Your assignment: In the listing below, find the line holding "use crate::ui::components::console::ConsoleView;" and the line holding "and MVT update.". Write out those two lines and all lines between, exactly, and nothing more.

Data extracts:

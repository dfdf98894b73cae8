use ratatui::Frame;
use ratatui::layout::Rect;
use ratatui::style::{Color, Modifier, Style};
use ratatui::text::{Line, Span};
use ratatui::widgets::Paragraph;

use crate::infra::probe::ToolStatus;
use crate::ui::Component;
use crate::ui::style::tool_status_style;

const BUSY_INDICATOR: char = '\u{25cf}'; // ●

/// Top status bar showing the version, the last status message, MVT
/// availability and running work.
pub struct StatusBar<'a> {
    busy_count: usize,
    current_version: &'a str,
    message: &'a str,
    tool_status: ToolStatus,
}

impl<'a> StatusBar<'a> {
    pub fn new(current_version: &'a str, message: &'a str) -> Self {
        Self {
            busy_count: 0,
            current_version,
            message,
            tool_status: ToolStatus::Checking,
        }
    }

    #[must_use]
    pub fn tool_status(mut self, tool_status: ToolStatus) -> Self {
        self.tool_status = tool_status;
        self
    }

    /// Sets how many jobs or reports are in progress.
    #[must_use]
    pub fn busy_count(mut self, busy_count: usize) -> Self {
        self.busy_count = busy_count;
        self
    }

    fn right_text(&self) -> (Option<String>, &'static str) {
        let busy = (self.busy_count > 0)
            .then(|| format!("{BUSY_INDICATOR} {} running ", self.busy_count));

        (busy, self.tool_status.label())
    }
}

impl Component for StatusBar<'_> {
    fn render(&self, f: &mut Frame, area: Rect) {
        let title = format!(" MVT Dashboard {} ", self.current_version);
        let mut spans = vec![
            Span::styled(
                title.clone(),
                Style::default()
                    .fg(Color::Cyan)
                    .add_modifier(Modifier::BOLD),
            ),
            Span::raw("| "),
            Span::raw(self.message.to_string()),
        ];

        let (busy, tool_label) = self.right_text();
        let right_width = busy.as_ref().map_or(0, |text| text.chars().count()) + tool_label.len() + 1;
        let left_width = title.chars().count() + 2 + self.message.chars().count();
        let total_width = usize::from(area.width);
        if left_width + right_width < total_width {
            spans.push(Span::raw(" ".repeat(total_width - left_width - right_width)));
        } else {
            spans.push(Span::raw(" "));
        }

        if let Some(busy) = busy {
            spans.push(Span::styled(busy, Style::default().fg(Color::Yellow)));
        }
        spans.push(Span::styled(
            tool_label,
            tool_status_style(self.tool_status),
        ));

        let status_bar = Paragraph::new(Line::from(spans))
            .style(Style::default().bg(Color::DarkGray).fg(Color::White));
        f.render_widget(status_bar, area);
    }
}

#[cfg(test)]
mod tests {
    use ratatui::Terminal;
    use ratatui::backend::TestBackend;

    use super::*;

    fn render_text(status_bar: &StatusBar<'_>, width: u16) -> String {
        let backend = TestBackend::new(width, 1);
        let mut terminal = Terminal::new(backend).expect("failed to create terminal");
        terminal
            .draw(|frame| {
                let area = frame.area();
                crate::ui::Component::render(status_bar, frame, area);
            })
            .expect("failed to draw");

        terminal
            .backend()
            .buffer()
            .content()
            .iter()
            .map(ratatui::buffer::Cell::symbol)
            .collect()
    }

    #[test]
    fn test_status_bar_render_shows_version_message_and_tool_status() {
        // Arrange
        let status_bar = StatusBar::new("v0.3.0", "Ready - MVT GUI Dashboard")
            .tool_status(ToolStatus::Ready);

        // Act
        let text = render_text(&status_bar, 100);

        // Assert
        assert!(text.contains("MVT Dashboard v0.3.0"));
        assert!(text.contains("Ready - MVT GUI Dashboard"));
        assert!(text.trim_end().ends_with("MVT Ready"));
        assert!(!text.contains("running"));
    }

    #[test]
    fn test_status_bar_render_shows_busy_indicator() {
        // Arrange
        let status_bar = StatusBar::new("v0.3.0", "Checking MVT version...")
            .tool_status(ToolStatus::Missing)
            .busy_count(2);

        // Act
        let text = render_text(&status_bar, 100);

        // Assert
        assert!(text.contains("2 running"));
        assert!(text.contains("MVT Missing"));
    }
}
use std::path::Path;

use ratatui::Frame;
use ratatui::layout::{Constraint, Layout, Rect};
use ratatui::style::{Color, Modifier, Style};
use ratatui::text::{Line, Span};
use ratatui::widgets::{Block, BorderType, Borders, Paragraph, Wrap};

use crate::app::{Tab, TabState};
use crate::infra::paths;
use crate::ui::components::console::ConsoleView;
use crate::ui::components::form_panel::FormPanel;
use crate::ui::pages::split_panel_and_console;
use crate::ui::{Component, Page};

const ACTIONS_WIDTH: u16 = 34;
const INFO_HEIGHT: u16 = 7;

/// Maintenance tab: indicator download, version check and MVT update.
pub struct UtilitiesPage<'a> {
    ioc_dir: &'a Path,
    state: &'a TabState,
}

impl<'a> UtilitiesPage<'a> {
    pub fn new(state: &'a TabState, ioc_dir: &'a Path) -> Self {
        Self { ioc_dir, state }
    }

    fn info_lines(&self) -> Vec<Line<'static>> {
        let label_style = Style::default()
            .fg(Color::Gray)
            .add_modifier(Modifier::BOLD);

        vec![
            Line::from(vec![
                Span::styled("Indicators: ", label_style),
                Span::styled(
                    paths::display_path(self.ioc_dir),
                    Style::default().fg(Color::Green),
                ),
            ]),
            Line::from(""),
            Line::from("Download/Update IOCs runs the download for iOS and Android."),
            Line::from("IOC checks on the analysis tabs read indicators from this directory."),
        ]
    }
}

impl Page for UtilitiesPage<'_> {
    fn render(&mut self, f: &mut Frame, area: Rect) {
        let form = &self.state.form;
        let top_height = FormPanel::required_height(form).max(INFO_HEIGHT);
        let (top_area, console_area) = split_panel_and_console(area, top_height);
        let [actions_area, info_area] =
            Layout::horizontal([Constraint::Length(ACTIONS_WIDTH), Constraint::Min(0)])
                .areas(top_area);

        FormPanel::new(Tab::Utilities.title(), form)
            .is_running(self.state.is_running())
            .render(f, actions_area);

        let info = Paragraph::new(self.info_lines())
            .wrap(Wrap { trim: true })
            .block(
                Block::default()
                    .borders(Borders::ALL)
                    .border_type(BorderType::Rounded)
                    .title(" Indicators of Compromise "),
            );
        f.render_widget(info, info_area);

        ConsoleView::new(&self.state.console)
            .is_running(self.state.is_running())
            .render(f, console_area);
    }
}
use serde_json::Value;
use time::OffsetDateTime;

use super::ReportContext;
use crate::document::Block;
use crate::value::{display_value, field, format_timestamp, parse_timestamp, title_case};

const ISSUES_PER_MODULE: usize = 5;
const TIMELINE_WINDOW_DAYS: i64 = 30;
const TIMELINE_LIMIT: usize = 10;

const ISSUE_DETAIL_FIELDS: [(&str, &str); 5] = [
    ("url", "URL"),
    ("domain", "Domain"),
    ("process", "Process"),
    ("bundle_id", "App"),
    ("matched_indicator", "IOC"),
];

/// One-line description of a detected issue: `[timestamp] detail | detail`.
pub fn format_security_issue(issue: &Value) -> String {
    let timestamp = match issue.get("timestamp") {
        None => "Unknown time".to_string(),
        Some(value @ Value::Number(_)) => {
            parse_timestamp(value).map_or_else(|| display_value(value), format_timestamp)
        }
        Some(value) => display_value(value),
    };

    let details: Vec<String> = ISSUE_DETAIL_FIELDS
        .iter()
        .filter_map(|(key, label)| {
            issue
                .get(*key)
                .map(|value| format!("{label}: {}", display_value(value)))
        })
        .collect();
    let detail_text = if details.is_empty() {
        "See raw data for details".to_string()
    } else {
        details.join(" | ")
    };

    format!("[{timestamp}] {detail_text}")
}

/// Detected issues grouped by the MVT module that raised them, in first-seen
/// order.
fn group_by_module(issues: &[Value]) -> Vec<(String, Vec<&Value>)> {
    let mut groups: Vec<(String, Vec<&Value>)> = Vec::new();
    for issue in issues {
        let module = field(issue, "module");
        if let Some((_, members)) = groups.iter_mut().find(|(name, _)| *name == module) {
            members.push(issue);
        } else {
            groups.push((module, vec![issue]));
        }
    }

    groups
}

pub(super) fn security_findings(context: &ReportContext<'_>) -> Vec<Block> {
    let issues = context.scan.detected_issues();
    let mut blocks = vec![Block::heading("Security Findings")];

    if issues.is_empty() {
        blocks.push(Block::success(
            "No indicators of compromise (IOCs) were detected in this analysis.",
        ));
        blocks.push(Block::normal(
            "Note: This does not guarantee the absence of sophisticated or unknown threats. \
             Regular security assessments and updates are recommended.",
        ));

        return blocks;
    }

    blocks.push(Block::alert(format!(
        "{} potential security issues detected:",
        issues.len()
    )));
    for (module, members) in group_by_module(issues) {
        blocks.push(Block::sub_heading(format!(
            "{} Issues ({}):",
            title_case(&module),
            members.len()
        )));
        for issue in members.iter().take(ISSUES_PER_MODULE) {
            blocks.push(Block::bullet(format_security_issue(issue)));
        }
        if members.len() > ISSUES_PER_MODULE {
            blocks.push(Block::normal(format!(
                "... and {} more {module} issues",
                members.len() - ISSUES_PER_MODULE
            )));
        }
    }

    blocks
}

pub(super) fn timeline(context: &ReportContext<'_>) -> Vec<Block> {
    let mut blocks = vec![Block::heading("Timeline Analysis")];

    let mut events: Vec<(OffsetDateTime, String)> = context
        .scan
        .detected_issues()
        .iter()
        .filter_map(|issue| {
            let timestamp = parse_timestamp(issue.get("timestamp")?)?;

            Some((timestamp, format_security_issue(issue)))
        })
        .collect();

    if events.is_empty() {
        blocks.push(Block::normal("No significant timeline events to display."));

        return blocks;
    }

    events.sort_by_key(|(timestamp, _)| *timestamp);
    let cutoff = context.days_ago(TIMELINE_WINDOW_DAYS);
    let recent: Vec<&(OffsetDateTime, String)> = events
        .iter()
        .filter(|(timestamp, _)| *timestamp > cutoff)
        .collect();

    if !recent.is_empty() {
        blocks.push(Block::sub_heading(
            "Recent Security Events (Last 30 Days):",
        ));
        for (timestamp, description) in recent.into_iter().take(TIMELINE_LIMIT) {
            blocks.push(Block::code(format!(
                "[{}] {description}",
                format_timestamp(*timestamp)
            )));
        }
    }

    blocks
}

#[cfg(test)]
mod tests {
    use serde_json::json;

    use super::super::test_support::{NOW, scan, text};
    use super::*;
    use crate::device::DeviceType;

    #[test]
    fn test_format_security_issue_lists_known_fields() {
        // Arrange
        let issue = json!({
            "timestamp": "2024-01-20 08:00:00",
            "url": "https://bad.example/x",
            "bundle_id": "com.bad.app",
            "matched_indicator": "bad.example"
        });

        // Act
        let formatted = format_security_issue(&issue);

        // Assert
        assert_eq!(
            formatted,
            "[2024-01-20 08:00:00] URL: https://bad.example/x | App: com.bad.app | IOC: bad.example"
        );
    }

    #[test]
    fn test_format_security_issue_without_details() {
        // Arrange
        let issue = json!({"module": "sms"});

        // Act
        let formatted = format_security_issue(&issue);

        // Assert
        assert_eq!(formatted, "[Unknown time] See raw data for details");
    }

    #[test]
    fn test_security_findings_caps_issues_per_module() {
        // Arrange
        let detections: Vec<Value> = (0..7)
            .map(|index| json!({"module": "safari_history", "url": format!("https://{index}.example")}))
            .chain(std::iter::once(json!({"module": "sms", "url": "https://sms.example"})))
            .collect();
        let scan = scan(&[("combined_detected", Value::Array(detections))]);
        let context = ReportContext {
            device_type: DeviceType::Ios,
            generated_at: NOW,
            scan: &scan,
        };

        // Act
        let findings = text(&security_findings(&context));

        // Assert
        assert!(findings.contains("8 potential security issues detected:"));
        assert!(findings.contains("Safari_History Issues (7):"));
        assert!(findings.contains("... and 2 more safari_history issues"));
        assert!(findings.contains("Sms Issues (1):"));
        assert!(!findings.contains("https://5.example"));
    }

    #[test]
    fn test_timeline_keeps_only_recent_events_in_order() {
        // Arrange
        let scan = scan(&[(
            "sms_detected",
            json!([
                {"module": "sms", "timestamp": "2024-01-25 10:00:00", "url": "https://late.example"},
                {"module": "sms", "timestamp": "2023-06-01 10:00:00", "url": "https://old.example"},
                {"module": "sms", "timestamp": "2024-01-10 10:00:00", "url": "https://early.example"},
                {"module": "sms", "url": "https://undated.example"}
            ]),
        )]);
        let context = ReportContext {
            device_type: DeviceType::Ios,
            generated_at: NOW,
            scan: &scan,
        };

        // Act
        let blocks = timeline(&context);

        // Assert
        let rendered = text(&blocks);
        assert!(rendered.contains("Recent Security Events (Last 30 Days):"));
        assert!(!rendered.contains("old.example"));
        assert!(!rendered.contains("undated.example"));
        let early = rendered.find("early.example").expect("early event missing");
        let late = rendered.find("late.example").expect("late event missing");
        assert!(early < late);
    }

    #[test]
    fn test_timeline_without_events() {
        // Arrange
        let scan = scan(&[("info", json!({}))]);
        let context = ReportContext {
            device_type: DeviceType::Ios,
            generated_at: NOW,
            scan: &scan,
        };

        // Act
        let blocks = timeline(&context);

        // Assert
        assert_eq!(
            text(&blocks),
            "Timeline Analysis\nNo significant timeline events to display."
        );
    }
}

Result below:
use crate::ui::components::console::ConsoleView;
use crate::ui::components::form_panel::FormPanel;
use crate::ui::pages::split_panel_and_console;
use crate::ui::{Component, Page};

const ACTIONS_WIDTH: u16 = 34;
const INFO_HEIGHT: u16 = 7;

/// Maintenance tab: indicator download, version check and MVT update.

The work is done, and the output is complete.